Linus Torvalds: Too many cores = too much BS

Ramses · Jan 5, 2015

Fjodor2001 said:
If Intel would only provide 1 core mainstream CPUs, and sell 2+ core CPUs at much higher "enthusiast/workstation" prices, then you can bet that most applications would be single threaded. Just think about how crappy that would be, to not even make use of 2 cores.

As an early enthusiast adopter of SMP, way pre-hyperthreading days, this sounds mighty familiar. I swear the same discussions have gone on, on this forum twelve or fifteen years ago even, when HT lumbered it's way into the semi-mainstream on that miserable Pentium 4. It sucked sometimes running two slower CPU's, but I could do several things at once and that was golden. It was golden-er when software took advantage of the hardware. Experience can only direct me to assume that this will be the case again with more cores on a single CPU. The longer I ran SMP, the better it got.

Fox5 · Jan 5, 2015

VirtualLarry said:
I agree completely. Bring on the cores, and a distributed app / OS model! Linus is IMHO too steeped in existing software architecture - eg. monolithic apps and kernels. Once you break them up into little minute bits of code, that all call each other, you open up more spaces for effective multi-processing.

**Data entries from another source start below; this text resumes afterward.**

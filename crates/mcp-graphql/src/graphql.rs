//! Forward GraphQL requests from an MCP tool to the configured endpoint

use std::time::Duration;

use reqwest::header::{CONTENT_TYPE, HeaderMap, HeaderValue};
use rmcp::model::{CallToolResult, Content, ErrorCode};
use serde::Serialize;
use serde_json::{Map, Value};
use tracing::{debug, warn};
use url::Url;

use crate::errors::{GraphQLError, McpError, ServerError};

/// The default bound on a single round trip to the endpoint
pub const DEFAULT_TIMEOUT: Duration = Duration::from_secs(30);

/// Settings for talking to the GraphQL endpoint, resolved once at startup
#[derive(Debug, Clone)]
pub struct Config {
    pub endpoint: Url,
    pub headers: HeaderMap,
    pub timeout: Duration,
}

impl Config {
    pub fn new(endpoint: Url) -> Self {
        Self {
            endpoint,
            headers: HeaderMap::new(),
            timeout: DEFAULT_TIMEOUT,
        }
    }
}

/// The JSON body sent to the endpoint
#[derive(Debug, Serialize)]
pub struct Request<'a> {
    pub query: &'a str,
    #[serde(skip_serializing_if = "Option::is_none")]
    pub variables: Option<&'a Map<String, Value>>,
}

/// Sends GraphQL documents to a single endpoint and hands back the raw response body
#[derive(Debug)]
pub struct Forwarder {
    config: Config,
    client: reqwest::Client,
}

impl Forwarder {
    pub fn new(config: Config) -> Result<Self, ServerError> {
        let client = reqwest::Client::builder()
            .timeout(config.timeout)
            .build()
            .map_err(ServerError::Client)?;
        Ok(Self { config, client })
    }

    /// Execute a GraphQL document against the endpoint.
    ///
    /// GraphQL errors inside a successful HTTP response are not failures here; the body is
    /// returned as is. Any status of 400 or above is reported as an error, and that error still
    /// carries the body.
    pub async fn execute(
        &self,
        query: &str,
        variables: Option<&Map<String, Value>>,
    ) -> Result<String, GraphQLError> {
        let body =
            serde_json::to_vec(&Request { query, variables }).map_err(GraphQLError::Encode)?;

        // Configured headers are applied last so they may replace the content type
        let request = self
            .client
            .post(self.config.endpoint.clone())
            .header(CONTENT_TYPE, HeaderValue::from_static("application/json"))
            .headers(self.config.headers.clone())
            .body(body)
            .build()
            .map_err(GraphQLError::Request)?;

        let response = self
            .client
            .execute(request)
            .await
            .map_err(GraphQLError::Transport)?;

        let status = response.status();
        let body = response.text().await.map_err(GraphQLError::ReadBody)?;

        debug!(
            endpoint = %self.config.endpoint,
            status = status.as_u16(),
            length = body.len(),
            "GraphQL request completed"
        );

        if status.as_u16() >= 400 {
            return Err(GraphQLError::Status { status, body });
        }

        Ok(body)
    }
}

/// Convert the outcome of a forwarded request into an MCP tool result.
///
/// An error status becomes a tool result flagged as an error whose content is the response body.
/// Every other failure is returned as a protocol error.
pub(crate) fn into_tool_result(
    result: Result<String, GraphQLError>,
) -> Result<CallToolResult, McpError> {
    match result {
        Ok(body) => Ok(CallToolResult::success(vec![Content::text(body)])),
        Err(GraphQLError::Status { status, body }) => {
            warn!(status = status.as_u16(), "GraphQL endpoint returned an error status");
            Ok(CallToolResult::error(vec![Content::text(body)]))
        }
        Err(error) => Err(McpError::new(
            ErrorCode::INTERNAL_ERROR,
            error.to_string(),
            None,
        )),
    }
}

/// Collect the text content of a tool result
#[cfg(test)]
pub(crate) fn content_text(result: &CallToolResult) -> String {
    use rmcp::model::RawContent;
    use std::ops::Deref as _;

    result
        .content
        .iter()
        .filter_map(|c| match c.deref() {
            RawContent::Text(text) => Some(text.text.clone()),
            _ => None,
        })
        .collect::<Vec<String>>()
        .join("\n")
}

#[cfg(test)]
mod tests {
    use super::*;
    use mockito::Matcher;
    use rstest::rstest;
    use serde_json::json;

    fn forwarder(url: &str) -> Forwarder {
        Forwarder::new(Config::new(url.parse().unwrap())).unwrap()
    }

    #[test]
    fn request_without_variables_omits_the_key() {
        let body = serde_json::to_value(Request {
            query: "{ countries { code } }",
            variables: None,
        })
        .unwrap();

        assert_eq!(body, json!({ "query": "{ countries { code } }" }));
        assert!(body.get("variables").is_none());
    }

    #[test]
    fn request_with_variables_includes_them() {
        let variables = json!({ "code": "BR", "limit": 3 });
        let body = serde_json::to_value(Request {
            query: "query Country($code: ID!) { country(code: $code) { name } }",
            variables: variables.as_object(),
        })
        .unwrap();

        assert_eq!(
            body,
            json!({
                "query": "query Country($code: ID!) { country(code: $code) { name } }",
                "variables": { "code": "BR", "limit": 3 },
            })
        );
    }

    #[tokio::test]
    async fn sends_query_without_variables() {
        let mut server = mockito::Server::new_async().await;
        let mock = server
            .mock("POST", "/")
            .match_header("content-type", "application/json")
            .match_body(Matcher::Json(json!({ "query": "{ continents { code } }" })))
            .with_body(r#"{"data":{"continents":[]}}"#)
            .expect(1)
            .create_async()
            .await;

        let body = forwarder(&server.url())
            .execute("{ continents { code } }", None)
            .await
            .unwrap();

        mock.assert_async().await;
        assert_eq!(body, r#"{"data":{"continents":[]}}"#);
    }

    #[tokio::test]
    async fn sends_query_with_variables() {
        let mut server = mockito::Server::new_async().await;
        let variables = json!({ "code": "DE" });
        let mock = server
            .mock("POST", "/")
            .match_body(Matcher::Json(json!({
                "query": "query ($code: ID!) { country(code: $code) { name } }",
                "variables": { "code": "DE" },
            })))
            .with_body(r#"{"data":{"country":{"name":"Germany"}}}"#)
            .expect(1)
            .create_async()
            .await;

        let body = forwarder(&server.url())
            .execute(
                "query ($code: ID!) { country(code: $code) { name } }",
                variables.as_object(),
            )
            .await
            .unwrap();

        mock.assert_async().await;
        assert_eq!(body, r#"{"data":{"country":{"name":"Germany"}}}"#);
    }

    #[tokio::test]
    async fn sends_configured_headers() {
        let mut server = mockito::Server::new_async().await;
        let mock = server
            .mock("POST", "/")
            .match_header("authorization", "Bearer abc")
            .match_header("x-tenant", "acme")
            .with_body("{}")
            .expect(1)
            .create_async()
            .await;

        let mut config = Config::new(server.url().parse().unwrap());
        config.headers.insert(
            "authorization",
            HeaderValue::from_static("Bearer abc"),
        );
        config
            .headers
            .insert("x-tenant", HeaderValue::from_static("acme"));

        Forwarder::new(config)
            .unwrap()
            .execute("{ __typename }", None)
            .await
            .unwrap();

        mock.assert_async().await;
    }

    #[tokio::test]
    async fn error_status_keeps_the_body() {
        let mut server = mockito::Server::new_async().await;
        let upstream = r#"{"errors":[{"message":"Unauthorized"}]}"#;
        let mock = server
            .mock("POST", "/")
            .with_status(401)
            .with_body(upstream)
            .create_async()
            .await;

        let error = forwarder(&server.url())
            .execute("{ me { id } }", None)
            .await
            .unwrap_err();

        mock.assert_async().await;
        assert_eq!(error.to_string(), "http status 401");
        match error {
            GraphQLError::Status { status, body } => {
                assert_eq!(status, reqwest::StatusCode::UNAUTHORIZED);
                assert_eq!(body, upstream);
            }
            other => panic!("expected a status error, got {other:?}"),
        }
    }

    #[rstest]
    #[case(399, false)]
    #[case(400, true)]
    #[case(599, true)]
    #[case(600, true)]
    #[tokio::test]
    async fn statuses_from_400_up_are_errors(#[case] code: usize, #[case] is_error: bool) {
        let mut server = mockito::Server::new_async().await;
        server
            .mock("POST", "/")
            .with_status(code)
            .with_body("upstream body")
            .create_async()
            .await;

        let result = forwarder(&server.url()).execute("{ a }", None).await;

        match result {
            Err(GraphQLError::Status { status, body }) => {
                assert!(is_error, "status {code} should not be an error");
                assert_eq!(status.as_u16() as usize, code);
                assert_eq!(body, "upstream body");
            }
            Ok(body) => {
                assert!(!is_error, "status {code} should be an error");
                assert_eq!(body, "upstream body");
            }
            Err(other) => panic!("unexpected error for status {code}: {other:?}"),
        }
    }

    #[tokio::test]
    async fn stalled_endpoint_hits_the_timeout() {
        let mut server = mockito::Server::new_async().await;
        server
            .mock("POST", "/")
            .with_chunked_body(|w| {
                std::thread::sleep(Duration::from_secs(2));
                std::io::Write::write_all(w, b"{}")
            })
            .create_async()
            .await;

        let config = Config {
            timeout: Duration::from_millis(100),
            ..Config::new(server.url().parse().unwrap())
        };
        let error = Forwarder::new(config)
            .unwrap()
            .execute("{ __typename }", None)
            .await
            .unwrap_err();

        // The stall may land before or after the response head is read
        match error {
            GraphQLError::Transport(e) | GraphQLError::ReadBody(e) => assert!(e.is_timeout()),
            other => panic!("expected a timeout, got {other:?}"),
        }
    }

    // GraphQL-level errors on a 200 pass through as success content
    #[tokio::test]
    async fn graphql_errors_with_ok_status_are_not_failures() {
        let mut server = mockito::Server::new_async().await;
        let upstream = r#"{"data":null,"errors":[{"message":"Cannot query field \"nope\""}]}"#;
        server
            .mock("POST", "/")
            .with_status(200)
            .with_body(upstream)
            .create_async()
            .await;

        let body = forwarder(&server.url())
            .execute("{ nope }", None)
            .await
            .unwrap();

        assert_eq!(body, upstream);
    }

    #[tokio::test]
    async fn unreachable_endpoint_is_a_transport_error() {
        let error = forwarder("http://127.0.0.1:1/")
            .execute("{ __typename }", None)
            .await
            .unwrap_err();

        assert!(matches!(error, GraphQLError::Transport(_)));
        assert!(error.to_string().starts_with("request failed"));
    }

    #[test]
    fn success_becomes_text_content() {
        let result = into_tool_result(Ok(r#"{"data":{}}"#.to_string())).unwrap();

        assert_eq!(result.is_error, Some(false));
        assert_eq!(content_text(&result), r#"{"data":{}}"#);
    }

    #[test]
    fn status_error_becomes_error_result_with_body() {
        let result = into_tool_result(Err(GraphQLError::Status {
            status: reqwest::StatusCode::INTERNAL_SERVER_ERROR,
            body: "upstream exploded".to_string(),
        }))
        .unwrap();

        assert_eq!(result.is_error, Some(true));
        assert_eq!(content_text(&result), "upstream exploded");
    }

    #[test]
    fn encode_error_becomes_internal_error() {
        let json_error = serde_json::from_str::<Value>("{").unwrap_err();
        let error = into_tool_result(Err(GraphQLError::Encode(json_error))).unwrap_err();

        assert_eq!(error.code, ErrorCode::INTERNAL_ERROR);
        assert!(error.message.starts_with("failed to marshal request"));
    }
}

You're missing out on the cost of synchronization. You can parallelize every function into it's own thread. Indeed microkernels weren't far off from being able to do that. But from a performance perspective, it's a bad idea.

Now the things I mentioned, such as AMD HSA and Intel TSX, allow us to have our parallelism cake without a large synchronization or programming overhead.

What happens when you pass data between a serial task and a parallel task? There's a context switch, you have to marshall data around, and possibly invalidate caches and some such. This can cost thousands of cycles. AMD's HSA has basically reduced the distance between cpu and gpu to only the cost of a cache flush (ie, reread from memory). Ideally, eventually the caches between the GPU and CPU will be unified at some level, and the GPU and CPU will only be a few cycles apart. It really does solve a lot of the practical issues with multithreading that keep people from wanting to multithread things.

jhu · Jan 5, 2015

VirtualLarry said:
I agree completely. Bring on the cores, and a distributed app / OS model! Linus is IMHO too steeped in existing software architecture - eg. monolithic apps and kernels. Once you break them up into little minute bits of code, that all call each other, you open up more spaces for effective multi-processing.

GNU Hurd has been in development for over 20 years, and there's still no stable version. Linus is, so far, still correct.

soccerballtux · Jan 6, 2015

Cerb said:
And the one going serial that handles those collisions, which, depending on the situation, could account for a large portion of the decisions needed, and may not be reducible until many have been decided for. If it were so easy, why haven't games that get bogged down from it doing it? Maybe it's because, aside from pathing, it's not so trivial. How do you crunch through those "collisions" (interactions) in parallel? For any given time slice, they each serialize every entity they "collide" with. As their number grows, the usefulness of parallelism diminishes (and their number that need handling that way will be greater than the actual count of interactions within any given time slice, but they have to be handled before that will be known).

IE, if 80% of the entities might have some effect on one another, the overhead of running it in parallel would surely have been wasted.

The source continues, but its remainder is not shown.